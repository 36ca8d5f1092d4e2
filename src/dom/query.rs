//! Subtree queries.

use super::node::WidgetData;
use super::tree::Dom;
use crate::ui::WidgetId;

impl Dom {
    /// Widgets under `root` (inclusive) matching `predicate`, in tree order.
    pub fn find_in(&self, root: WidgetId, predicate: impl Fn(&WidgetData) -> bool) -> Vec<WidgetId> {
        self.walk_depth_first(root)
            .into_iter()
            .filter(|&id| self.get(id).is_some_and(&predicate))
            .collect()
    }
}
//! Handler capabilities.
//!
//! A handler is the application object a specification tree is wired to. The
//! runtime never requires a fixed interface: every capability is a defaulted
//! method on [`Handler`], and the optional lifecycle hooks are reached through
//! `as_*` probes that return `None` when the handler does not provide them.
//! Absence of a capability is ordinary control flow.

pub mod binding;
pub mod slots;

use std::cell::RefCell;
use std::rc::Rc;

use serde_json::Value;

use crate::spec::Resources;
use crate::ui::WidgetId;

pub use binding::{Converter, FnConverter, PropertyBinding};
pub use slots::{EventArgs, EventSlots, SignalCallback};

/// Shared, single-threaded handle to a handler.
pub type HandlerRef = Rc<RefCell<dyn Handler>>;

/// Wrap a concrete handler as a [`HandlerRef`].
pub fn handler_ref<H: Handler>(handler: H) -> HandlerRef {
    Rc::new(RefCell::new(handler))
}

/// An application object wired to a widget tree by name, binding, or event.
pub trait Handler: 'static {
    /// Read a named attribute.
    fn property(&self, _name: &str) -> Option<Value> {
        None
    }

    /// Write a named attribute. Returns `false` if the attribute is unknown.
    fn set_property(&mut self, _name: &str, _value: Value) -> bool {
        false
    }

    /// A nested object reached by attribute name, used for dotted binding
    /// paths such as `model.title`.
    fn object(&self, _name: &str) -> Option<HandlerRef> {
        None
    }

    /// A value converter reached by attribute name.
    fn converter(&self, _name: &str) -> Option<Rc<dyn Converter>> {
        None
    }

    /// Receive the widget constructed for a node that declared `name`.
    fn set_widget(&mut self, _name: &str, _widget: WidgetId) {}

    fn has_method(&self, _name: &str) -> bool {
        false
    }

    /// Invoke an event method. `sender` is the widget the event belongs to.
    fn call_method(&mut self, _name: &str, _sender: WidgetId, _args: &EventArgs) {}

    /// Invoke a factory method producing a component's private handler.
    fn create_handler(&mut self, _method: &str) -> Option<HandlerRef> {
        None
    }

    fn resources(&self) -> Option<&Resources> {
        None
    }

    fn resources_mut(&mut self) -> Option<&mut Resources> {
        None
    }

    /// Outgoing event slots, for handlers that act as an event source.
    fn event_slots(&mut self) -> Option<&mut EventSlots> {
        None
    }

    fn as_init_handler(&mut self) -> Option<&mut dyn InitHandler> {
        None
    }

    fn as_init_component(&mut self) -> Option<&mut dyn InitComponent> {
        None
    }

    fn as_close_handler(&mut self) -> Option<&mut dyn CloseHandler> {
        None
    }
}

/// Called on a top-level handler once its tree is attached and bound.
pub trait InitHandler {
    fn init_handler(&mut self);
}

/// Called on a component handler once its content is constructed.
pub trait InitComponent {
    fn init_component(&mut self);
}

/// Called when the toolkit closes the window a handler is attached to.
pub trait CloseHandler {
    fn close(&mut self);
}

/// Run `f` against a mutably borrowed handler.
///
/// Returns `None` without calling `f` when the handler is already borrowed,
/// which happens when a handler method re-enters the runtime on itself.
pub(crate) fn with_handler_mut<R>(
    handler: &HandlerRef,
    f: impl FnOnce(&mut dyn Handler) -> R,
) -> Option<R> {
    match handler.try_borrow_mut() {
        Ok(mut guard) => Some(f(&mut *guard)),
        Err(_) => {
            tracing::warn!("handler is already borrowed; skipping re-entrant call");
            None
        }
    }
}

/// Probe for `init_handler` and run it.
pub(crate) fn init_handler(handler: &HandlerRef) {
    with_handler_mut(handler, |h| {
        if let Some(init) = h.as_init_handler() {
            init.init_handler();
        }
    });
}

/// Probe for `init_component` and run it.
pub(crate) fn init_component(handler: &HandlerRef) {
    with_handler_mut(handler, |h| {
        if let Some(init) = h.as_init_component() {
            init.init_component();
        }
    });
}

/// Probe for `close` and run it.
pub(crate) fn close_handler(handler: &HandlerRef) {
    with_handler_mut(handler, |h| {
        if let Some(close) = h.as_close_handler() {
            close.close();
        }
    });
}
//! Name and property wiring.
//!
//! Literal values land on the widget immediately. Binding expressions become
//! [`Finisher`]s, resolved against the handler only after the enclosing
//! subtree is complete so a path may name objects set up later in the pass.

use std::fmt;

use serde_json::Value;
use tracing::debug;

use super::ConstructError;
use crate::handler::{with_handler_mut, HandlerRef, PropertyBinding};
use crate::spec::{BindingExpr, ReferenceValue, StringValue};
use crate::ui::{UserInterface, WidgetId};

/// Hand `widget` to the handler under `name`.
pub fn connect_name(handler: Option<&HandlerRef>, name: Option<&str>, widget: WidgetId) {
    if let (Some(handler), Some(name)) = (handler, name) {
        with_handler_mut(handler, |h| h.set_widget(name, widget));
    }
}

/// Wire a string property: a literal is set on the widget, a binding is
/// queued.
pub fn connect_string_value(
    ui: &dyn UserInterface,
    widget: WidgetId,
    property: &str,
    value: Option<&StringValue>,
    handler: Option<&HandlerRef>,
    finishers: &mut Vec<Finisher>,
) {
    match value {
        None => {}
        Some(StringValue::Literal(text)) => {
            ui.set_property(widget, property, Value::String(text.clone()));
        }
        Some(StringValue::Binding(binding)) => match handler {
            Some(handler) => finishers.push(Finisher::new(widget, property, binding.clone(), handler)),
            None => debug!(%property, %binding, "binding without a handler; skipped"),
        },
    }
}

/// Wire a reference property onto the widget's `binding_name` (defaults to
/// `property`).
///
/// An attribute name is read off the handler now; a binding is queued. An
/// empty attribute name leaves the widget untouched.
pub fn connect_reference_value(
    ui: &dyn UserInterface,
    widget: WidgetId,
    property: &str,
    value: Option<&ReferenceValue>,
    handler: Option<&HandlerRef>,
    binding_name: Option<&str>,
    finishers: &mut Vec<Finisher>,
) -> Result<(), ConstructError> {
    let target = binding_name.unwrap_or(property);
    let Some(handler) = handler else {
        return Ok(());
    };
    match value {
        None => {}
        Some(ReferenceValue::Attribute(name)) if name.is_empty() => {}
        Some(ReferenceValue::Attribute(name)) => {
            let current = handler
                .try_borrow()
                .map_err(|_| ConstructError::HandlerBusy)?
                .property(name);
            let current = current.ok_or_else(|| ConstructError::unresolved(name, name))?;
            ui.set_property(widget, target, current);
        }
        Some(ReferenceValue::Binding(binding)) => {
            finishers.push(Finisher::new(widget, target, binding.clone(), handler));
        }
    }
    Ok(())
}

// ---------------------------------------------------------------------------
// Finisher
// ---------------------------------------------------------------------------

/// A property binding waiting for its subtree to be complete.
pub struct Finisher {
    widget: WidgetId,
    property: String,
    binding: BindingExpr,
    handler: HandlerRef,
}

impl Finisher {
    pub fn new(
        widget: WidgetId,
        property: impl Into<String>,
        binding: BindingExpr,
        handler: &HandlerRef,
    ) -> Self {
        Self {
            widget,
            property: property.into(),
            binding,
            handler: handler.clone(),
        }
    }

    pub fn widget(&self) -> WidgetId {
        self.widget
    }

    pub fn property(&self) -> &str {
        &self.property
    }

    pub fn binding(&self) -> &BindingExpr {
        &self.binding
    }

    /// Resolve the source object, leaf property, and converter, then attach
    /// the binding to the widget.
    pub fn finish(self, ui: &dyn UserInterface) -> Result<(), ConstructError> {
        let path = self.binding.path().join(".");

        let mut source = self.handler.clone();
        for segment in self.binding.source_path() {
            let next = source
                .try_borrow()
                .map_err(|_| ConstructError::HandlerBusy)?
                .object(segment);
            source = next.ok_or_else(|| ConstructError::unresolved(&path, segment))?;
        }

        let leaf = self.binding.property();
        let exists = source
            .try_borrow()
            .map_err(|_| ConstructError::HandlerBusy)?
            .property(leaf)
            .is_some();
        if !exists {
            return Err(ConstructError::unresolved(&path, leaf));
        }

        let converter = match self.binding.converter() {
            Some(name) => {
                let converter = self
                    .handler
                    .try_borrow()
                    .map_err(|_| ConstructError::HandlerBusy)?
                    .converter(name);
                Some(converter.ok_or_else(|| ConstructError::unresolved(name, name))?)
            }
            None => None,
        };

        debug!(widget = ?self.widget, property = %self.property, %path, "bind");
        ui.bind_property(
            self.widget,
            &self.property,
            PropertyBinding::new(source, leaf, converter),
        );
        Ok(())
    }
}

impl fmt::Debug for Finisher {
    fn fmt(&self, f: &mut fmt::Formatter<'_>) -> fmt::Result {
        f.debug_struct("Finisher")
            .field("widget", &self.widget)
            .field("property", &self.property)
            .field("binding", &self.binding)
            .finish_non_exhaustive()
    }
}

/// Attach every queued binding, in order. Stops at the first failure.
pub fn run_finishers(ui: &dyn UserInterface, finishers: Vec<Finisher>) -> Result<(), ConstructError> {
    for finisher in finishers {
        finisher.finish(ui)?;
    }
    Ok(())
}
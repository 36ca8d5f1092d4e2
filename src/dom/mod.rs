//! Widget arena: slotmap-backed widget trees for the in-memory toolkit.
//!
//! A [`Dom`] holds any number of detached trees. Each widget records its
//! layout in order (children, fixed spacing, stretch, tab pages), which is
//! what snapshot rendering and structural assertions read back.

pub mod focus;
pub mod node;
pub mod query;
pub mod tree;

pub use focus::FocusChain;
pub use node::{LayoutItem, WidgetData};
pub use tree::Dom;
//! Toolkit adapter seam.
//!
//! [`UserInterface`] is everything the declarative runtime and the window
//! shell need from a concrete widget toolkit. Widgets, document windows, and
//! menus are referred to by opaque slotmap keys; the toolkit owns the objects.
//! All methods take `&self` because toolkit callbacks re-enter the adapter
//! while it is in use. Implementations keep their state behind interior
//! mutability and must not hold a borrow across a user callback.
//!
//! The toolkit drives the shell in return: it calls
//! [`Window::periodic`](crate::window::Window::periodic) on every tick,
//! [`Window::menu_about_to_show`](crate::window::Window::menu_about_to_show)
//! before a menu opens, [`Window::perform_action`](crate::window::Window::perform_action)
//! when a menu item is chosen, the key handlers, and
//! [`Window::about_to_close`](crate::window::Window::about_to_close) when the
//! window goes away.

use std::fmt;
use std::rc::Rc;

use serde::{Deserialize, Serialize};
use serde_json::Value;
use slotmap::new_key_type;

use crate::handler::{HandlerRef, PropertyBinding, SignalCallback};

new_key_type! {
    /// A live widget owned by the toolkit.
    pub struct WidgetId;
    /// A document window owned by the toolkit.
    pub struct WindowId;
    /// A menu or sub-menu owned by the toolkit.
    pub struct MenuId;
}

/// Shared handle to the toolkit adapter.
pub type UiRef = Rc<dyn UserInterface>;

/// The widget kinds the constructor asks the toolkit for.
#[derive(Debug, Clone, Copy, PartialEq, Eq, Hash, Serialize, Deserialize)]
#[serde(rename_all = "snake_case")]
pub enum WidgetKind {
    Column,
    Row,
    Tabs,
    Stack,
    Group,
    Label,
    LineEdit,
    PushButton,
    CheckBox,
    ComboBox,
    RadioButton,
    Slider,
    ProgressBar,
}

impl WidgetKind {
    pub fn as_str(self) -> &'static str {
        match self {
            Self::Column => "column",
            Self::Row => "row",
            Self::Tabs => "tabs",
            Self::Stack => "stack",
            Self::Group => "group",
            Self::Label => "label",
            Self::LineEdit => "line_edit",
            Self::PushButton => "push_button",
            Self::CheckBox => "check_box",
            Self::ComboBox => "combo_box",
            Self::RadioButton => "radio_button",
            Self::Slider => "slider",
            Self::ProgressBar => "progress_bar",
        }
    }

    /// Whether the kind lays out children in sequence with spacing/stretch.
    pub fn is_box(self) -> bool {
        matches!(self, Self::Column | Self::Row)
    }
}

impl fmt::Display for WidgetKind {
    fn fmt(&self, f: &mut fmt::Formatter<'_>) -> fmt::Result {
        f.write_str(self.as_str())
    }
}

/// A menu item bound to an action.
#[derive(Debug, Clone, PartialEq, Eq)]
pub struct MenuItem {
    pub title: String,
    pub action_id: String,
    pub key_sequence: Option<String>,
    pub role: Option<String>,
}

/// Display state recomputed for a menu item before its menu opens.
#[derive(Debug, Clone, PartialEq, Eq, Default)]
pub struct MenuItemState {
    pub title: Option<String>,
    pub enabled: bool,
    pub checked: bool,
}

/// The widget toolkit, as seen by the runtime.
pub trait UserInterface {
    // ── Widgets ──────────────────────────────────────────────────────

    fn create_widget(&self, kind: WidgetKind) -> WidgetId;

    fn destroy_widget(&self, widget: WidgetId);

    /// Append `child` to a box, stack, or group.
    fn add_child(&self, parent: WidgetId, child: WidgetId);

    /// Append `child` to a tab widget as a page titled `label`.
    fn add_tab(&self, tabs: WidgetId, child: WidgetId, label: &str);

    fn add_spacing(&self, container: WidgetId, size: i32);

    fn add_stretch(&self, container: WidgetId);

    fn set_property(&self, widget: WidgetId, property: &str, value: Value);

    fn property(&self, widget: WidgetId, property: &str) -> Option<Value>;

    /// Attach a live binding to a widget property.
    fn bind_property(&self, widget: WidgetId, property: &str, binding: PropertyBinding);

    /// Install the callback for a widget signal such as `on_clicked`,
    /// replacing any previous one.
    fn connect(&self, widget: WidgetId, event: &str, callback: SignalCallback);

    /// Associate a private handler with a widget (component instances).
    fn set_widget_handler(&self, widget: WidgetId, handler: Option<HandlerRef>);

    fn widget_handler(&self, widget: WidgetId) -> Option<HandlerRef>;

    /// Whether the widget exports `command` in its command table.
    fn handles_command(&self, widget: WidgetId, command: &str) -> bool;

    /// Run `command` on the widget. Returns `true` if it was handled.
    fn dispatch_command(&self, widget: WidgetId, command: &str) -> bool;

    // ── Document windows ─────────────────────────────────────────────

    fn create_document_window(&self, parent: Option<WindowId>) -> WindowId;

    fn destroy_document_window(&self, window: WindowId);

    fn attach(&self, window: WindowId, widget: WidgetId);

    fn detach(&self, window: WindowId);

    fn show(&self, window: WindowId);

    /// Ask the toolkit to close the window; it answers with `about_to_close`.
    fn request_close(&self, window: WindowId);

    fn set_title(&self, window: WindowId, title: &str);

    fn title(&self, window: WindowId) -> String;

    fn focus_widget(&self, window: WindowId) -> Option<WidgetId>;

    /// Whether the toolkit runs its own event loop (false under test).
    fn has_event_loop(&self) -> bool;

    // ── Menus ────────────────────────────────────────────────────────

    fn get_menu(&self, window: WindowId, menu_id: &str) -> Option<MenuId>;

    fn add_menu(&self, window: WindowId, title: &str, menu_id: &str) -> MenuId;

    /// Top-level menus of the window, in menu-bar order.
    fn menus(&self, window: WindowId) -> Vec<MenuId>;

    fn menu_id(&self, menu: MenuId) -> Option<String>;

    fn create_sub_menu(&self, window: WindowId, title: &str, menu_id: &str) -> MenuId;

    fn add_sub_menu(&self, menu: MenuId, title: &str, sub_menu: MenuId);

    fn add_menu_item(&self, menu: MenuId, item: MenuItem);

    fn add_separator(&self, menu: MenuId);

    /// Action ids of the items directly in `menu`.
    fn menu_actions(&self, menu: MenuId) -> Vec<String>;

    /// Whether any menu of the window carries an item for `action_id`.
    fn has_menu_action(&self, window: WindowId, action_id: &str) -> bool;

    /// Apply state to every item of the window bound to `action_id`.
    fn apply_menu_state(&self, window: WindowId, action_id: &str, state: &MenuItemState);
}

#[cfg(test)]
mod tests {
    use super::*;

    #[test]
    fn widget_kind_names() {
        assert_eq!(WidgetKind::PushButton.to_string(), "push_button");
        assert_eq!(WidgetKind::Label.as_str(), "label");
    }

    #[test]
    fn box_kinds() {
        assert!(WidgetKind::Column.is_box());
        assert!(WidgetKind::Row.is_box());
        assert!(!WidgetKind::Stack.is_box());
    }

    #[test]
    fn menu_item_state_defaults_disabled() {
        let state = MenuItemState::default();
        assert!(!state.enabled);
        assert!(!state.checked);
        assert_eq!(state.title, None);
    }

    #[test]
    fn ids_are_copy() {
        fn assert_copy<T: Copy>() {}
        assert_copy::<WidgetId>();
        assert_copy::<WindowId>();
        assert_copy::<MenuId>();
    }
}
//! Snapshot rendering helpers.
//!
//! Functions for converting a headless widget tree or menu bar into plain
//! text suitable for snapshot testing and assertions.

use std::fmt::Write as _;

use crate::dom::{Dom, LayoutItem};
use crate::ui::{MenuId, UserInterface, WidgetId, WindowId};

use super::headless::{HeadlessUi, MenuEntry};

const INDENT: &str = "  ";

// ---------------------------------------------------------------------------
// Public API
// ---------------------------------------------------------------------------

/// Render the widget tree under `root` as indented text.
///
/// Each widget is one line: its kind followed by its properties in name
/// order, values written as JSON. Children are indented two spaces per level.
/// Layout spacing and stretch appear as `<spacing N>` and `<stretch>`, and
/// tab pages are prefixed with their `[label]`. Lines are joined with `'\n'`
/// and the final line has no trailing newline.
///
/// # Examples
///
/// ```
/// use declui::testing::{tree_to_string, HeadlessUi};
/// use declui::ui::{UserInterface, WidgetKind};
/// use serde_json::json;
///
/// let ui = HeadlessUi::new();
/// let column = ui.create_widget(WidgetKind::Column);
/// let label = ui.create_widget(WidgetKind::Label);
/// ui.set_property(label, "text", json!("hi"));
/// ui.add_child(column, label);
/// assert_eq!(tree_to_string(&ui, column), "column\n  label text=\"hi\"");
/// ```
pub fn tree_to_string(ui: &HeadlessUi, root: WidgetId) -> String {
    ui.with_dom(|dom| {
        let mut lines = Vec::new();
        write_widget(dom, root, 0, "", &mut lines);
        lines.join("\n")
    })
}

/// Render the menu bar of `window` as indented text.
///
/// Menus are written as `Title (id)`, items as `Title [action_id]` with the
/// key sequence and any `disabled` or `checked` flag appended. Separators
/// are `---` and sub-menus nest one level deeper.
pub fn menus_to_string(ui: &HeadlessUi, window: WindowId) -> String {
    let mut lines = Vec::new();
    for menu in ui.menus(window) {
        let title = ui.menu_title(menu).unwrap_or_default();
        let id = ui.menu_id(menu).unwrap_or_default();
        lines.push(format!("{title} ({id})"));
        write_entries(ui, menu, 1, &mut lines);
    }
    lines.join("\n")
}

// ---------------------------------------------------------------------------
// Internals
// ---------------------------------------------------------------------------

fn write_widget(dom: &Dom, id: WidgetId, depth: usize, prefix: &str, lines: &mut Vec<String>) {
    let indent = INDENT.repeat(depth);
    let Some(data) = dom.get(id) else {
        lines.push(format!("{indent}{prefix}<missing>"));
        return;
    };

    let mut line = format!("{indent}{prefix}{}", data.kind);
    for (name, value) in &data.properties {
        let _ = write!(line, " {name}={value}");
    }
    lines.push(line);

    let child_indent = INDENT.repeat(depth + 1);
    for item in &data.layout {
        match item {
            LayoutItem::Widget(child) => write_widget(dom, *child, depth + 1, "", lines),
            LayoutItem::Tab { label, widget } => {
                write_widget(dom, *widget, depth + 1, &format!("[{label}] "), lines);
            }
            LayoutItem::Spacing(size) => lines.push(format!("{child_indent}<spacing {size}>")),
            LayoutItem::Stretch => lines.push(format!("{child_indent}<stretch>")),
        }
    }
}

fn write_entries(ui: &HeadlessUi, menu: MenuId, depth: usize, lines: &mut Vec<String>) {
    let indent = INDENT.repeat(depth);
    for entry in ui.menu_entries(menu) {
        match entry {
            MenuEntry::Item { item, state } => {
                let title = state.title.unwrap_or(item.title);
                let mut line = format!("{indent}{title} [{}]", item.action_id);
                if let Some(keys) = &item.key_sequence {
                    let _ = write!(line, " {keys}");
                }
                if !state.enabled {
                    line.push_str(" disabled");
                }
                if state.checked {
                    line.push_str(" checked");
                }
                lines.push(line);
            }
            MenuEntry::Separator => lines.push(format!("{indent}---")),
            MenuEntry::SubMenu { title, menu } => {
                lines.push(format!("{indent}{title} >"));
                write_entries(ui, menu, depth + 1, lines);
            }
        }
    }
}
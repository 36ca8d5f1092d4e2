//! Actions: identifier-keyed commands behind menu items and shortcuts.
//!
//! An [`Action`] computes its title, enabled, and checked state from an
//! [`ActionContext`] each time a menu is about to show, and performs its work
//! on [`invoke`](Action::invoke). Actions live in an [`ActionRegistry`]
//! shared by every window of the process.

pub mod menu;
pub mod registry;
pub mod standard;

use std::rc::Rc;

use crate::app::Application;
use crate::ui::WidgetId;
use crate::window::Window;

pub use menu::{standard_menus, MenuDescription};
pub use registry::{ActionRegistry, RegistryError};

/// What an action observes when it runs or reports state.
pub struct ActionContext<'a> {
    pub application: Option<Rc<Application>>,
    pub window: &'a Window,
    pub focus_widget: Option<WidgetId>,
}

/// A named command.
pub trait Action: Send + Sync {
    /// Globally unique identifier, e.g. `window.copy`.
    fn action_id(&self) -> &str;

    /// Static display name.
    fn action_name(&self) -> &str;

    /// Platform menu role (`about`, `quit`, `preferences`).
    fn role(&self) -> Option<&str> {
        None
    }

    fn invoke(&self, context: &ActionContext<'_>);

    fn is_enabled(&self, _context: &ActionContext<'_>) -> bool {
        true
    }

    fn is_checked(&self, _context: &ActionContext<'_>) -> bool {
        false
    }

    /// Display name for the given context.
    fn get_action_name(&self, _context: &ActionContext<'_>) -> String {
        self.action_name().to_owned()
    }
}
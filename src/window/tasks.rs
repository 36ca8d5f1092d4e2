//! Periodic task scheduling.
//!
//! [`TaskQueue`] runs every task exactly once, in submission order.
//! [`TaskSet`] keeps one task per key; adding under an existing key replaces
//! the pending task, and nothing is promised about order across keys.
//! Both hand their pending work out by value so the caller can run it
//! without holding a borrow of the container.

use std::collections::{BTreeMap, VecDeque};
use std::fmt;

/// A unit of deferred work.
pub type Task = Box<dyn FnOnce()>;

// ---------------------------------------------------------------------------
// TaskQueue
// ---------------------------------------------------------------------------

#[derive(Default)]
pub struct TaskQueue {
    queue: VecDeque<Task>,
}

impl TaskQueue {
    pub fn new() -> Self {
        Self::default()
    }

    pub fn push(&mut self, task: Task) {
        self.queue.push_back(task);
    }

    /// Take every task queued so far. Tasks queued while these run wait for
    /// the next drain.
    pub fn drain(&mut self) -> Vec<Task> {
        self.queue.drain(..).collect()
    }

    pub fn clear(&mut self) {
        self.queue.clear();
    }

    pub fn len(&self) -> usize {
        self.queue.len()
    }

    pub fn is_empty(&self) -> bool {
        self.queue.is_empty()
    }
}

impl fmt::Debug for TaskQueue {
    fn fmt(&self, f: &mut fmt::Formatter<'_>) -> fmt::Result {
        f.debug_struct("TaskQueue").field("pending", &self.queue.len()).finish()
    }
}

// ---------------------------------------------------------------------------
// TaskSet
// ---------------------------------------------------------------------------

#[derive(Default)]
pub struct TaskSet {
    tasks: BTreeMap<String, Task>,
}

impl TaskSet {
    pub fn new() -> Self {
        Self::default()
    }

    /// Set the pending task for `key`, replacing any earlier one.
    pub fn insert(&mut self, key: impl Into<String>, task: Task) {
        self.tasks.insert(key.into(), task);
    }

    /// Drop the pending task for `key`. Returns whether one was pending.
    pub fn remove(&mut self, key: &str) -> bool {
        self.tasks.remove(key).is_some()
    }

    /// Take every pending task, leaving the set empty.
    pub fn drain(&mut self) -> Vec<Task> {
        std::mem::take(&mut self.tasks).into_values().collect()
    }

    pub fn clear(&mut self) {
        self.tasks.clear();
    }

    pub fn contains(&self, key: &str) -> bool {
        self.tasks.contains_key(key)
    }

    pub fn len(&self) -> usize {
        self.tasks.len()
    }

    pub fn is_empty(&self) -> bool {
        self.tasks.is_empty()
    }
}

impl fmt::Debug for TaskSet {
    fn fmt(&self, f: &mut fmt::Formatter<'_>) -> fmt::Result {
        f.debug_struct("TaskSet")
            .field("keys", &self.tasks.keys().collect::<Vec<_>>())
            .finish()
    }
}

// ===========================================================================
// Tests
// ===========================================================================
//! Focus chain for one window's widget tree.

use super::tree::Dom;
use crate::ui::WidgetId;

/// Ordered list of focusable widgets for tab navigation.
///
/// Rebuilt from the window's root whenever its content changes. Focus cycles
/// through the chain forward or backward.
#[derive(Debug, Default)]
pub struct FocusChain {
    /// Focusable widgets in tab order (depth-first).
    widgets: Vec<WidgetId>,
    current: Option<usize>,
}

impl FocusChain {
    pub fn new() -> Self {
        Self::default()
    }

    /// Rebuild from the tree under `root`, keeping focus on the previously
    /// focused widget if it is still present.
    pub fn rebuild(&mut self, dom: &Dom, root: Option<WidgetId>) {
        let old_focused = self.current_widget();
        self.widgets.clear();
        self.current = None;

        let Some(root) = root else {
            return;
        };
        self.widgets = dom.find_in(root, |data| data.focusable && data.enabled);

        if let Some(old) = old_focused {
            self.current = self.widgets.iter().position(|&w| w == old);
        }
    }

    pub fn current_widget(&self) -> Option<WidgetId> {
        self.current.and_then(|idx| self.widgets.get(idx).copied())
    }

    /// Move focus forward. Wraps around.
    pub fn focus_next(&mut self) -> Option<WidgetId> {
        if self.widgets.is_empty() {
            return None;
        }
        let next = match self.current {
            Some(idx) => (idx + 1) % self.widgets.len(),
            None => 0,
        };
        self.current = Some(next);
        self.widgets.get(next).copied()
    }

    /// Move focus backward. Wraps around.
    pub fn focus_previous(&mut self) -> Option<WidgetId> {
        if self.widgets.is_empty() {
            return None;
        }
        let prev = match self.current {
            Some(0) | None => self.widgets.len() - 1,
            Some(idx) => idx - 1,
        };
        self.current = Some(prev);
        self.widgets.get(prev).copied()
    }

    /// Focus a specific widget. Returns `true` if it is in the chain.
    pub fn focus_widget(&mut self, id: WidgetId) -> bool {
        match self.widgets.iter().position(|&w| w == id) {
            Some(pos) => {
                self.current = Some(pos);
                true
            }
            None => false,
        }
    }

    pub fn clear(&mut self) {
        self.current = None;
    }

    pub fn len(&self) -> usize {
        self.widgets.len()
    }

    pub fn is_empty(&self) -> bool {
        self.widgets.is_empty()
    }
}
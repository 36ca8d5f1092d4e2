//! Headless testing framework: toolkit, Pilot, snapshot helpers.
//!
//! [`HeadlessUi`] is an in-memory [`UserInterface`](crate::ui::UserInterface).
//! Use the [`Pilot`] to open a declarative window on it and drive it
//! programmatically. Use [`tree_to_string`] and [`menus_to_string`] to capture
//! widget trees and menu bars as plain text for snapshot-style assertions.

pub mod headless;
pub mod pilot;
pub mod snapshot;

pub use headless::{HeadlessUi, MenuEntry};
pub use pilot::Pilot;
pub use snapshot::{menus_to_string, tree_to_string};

■ EXERCISE DIRECTIONS:
Whenever the string "RefCell" shows up in a line of the entries, copy that line.

■ RESULT FOR THIS TASK:
use std::cell::RefCell;
pub type HandlerRef = Rc<RefCell<dyn Handler>>;
    Rc::new(RefCell::new(handler))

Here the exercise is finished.